Awalnya hanya 5 anak jalanan yang mengikuti program kerja rintisan Departemen Humas, Lembaga Dakwah Mahasiswa UIN ini. Kini anak-anak yang diasuh Aspal sudah mencapai 26 orang.

“Anak jalanan kan jadwalnya tidak tentu. Sekarang pun masih banyak yang ngamen. Jadi paling bisanya 15 orang tiap pertemuan, tapi kalau kita ada event yang besar kayak kurban bareng anak jalanan, nyate bareng, itu bisa lengkap,” kata Oca, sapaan akrab Rosalia.

Untuk mengumpulkan anak jalanan tiap minggunya, relawan membuat janji tetap dengan mereka.  “Pokoknya kita tunggu di sini, jam 11 tiap hari minggu, terus mereka datang deh,” kata Oca.

“Kadang kalau mereka masih ngamen di angkot kita ajakin, ‘ayo kumpul dulu, kumpul dulu,’ akhirnya pada turun,” tambahnya.

Adapun berbagai kegiatan yang dilakukan Aspal antara lain pendidikan sains sederhana, seperti membuat telepon dari kaleng dan benang.  Kemudian kegiatan yang mengasah kreativitas, seperti membuat kolase, melukis, dan melipat origami.
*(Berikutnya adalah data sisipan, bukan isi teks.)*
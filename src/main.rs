use anyhow::Context;
use clap::Parser;
use etw_collector::collector::{CollectorModule, InitializeOutcome};
use etw_collector::config::CollectorSettings;
use etw_collector::error::ConfigError;
use etw_collector::events::TraceEvent;
use etw_collector::session::{EventInjector, MemorySession};
use log::{debug, error, info, warn};
use std::fs::File;
use std::io::{self, BufRead, BufReader};
use std::path::{Path, PathBuf};
use std::sync::mpsc::{self, Sender};
use std::sync::Arc;
use std::thread;
use std::time::Duration;

/// How long shutdown waits for the consumer to drain
const SHUTDOWN_TIMEOUT: Duration = Duration::from_secs(5);

/// Command-line arguments for the ETW collector
#[derive(Parser)]
#[command(
    name = "etw-collector",
    about = "Replay captured trace events through the ETW collector module",
    long_about = "Reads trace events as JSON lines, filters them through a trace session \
                  with the configured providers enabled, and forwards matching events \
                  to the configured telemetry sink."
)]
struct Cli {
    /// Path to configuration file
    #[arg(
        short,
        long,
        value_name = "FILE",
        help = "Configuration file path (TOML format)"
    )]
    config: Option<PathBuf>,

    /// Trace events to replay
    #[arg(
        short,
        long,
        value_name = "FILE",
        help = "JSON lines file with trace events (defaults to stdin)"
    )]
    input: Option<PathBuf>,

    /// Enable verbose logging
    #[arg(
        short,
        long,
        help = "Enable verbose logging output (sets RUST_LOG=debug)"
    )]
    verbose: bool,
}

/// Load settings, falling back to defaults when the file does not exist
fn load_settings(path: Option<&Path>) -> Result<CollectorSettings, ConfigError> {
    match path {
        Some(path) => match CollectorSettings::from_file(path) {
            Ok(settings) => Ok(settings),
            Err(ConfigError::ReadError(e)) => {
                warn!("Configuration file unreadable ({}), using defaults", e);
                Ok(CollectorSettings::default())
            }
            Err(e) => Err(e),
        },
        None => {
            info!("No configuration file specified, using defaults");
            Ok(CollectorSettings::default())
        }
    }
}

/// Inject every parseable line of `reader` into the session
///
/// Returns the number of events injected.
fn replay_events(reader: impl BufRead, injector: &EventInjector) -> usize {
    let mut injected = 0;

    for (line_number, line) in reader.lines().enumerate() {
        let line = match line {
            Ok(line) => line,
            Err(e) => {
                error!("Failed to read input: {}", e);
                break;
            }
        };
        if line.trim().is_empty() {
            continue;
        }

        match serde_json::from_str::<TraceEvent>(&line) {
            Ok(event) => {
                if injector.inject(event).is_err() {
                    debug!("Session disposed, stopping replay");
                    break;
                }
                injected += 1;
            }
            Err(e) => warn!("Skipping malformed event on line {}: {}", line_number + 1, e),
        }
    }

    injected
}

fn spawn_replay_thread(
    input: Option<PathBuf>,
    injector: EventInjector,
    shutdown: Sender<()>,
) -> anyhow::Result<thread::JoinHandle<()>> {
    let reader: Box<dyn BufRead + Send> = match input {
        Some(path) => Box::new(BufReader::new(
            File::open(&path).with_context(|| format!("opening {}", path.display()))?,
        )),
        None => Box::new(BufReader::new(io::stdin())),
    };

    let handle = thread::Builder::new()
        .name("etw-replay".to_string())
        .spawn(move || {
            let injected = replay_events(reader, &injector);
            info!("Replayed {} events", injected);

            // Give the consumer a chance to drain before shutting down
            while injector.pending() > 0 {
                thread::sleep(Duration::from_millis(50));
            }
            let _ = shutdown.send(());
        })?;
    Ok(handle)
}

fn run(cli: Cli) -> anyhow::Result<()> {
    let settings = load_settings(cli.config.as_deref()).context("loading configuration")?;

    let session = MemorySession::new("etw-collector-replay", Some(true));
    let injector = session.injector();
    let module = CollectorModule::new(Arc::new(session)).with_sources(settings.sources.clone());

    match module.initialize(Some(&settings.sink)) {
        InitializeOutcome::Started(report) => {
            info!(
                "Collector started: {} providers enabled, {} failed",
                report.enabled_count(),
                report.failed_count()
            );
        }
        InitializeOutcome::NoSources => {
            anyhow::bail!("no sources configured; add [[sources]] entries to the configuration")
        }
        InitializeOutcome::Aborted(e) => anyhow::bail!("collector initialization failed: {}", e),
    }

    let (shutdown_sender, shutdown_receiver) = mpsc::channel();
    let interrupt_sender = shutdown_sender.clone();
    ctrlc::set_handler(move || {
        info!("Received interrupt signal, shutting down");
        let _ = interrupt_sender.send(());
    })
    .context("installing interrupt handler")?;

    let replay = spawn_replay_thread(cli.input, injector, shutdown_sender)?;

    info!("Collector is running. Press Ctrl+C to stop.");
    let _ = shutdown_receiver.recv();

    if !module.dispose_and_wait(SHUTDOWN_TIMEOUT) {
        warn!("Consumer did not stop within {:?}", SHUTDOWN_TIMEOUT);
    }
    // A replay blocked on stdin is abandoned; it exits with the process
    if replay.is_finished() {
        let _ = replay.join();
    }

    info!("Collector stopped");
    Ok(())
}

fn main() {
    let cli = Cli::parse();

    // Initialize logging based on verbosity
    if cli.verbose {
        std::env::set_var("RUST_LOG", "debug");
    }
    env_logger::init();

    if let Err(e) = run(cli) {
        error!("{:#}", e);
        std::process::exit(1);
    }
}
Selain itu, pendidikan moral dan keagamaan juga mereka tanamkan pada anak-anak.

“Kita ngaji Iqra, hafalan surat pendek, doa-doa sehari-hari, kayak doa orang tua. Mengajarkan tentang nikmat bersyukur. Cerita kisah sahabat nabi, dongeng dengan boneka tangan, banyak deh pokoknya,” kata Oca.

Untuk kurikulum pendidikan, Aspal mengadopsi dari kurikulum yang dikembangkan tim Pusat Pelayanan Terpadu Pemberdayaan Perempuan dan Anak (P2TP2A) Jabar. “Basisnya memang untuk anak jalanan. Jadi sudah diujicoba,” ujarnya.

Hingga saat ini pembiayaan kegiatan pengasuhan anak jalanan bersumber dari donasi alumni, sumbangan masyarakat, dan pengajuan proposal ke lembaga-lembaga sosial.  “Donasi mah Alhamdulillah ada weh,” ujar Oca.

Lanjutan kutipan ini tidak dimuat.